Field Manor, located at 750 Field Manor Drive in Indianola on Merritt Island, Florida was added to the U.S. National Register of Historic Places on September 11, 1997, as the J.R. Field Homestead. The historic 19th century homestead now serves as a museum and venue. It is one of the oldest standing structures on Merritt Island, dating to the 1880s.

==History==
John Moss Field first went to Florida in the 1830s during the Second Seminole War. Later, he moved with his wife Eliza and their family to Merritt island from Macon, Georgia in 1868. Within a year, the family returned to Macon, except for John Robert Field and Samuel Joseph Field, two sons of John and Eliza.

In 2013, after the last of the descendants left the home, the property and structure have served as a historic house museum.

The house is roughly 3500 ft2 and is two stories. It is located on a 45-acre property with 300 ft of riverfront on the indian River.

==Events==
Since about 2015, the museum hosted an annual oyster and fish fry every Fall, an event based on a Field family tradition.

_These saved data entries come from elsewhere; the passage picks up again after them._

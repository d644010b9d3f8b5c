//! Error handling for the application.
//!
//! All typed errors live here; operation entry points attach context with
//! `anyhow` and bubble these up to the CLI.

mod types;

pub use types::{
    CoordinateError, DatabaseError, InitializationError, LocateError, RegistryError,
};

==Field Manor Foundation==
Today, Field Manor is owned by Field Manor Foundation, a private 501(c)3 foundation created by Alma Clyde Field in 1998, the last Field family member to reside in the house. The homestead is open to the public as a historic house museum, having undergone two years of preservation and restoration. Everything in the house is original, from the furniture collection to the beadboard walls. The site also serves as an event venue.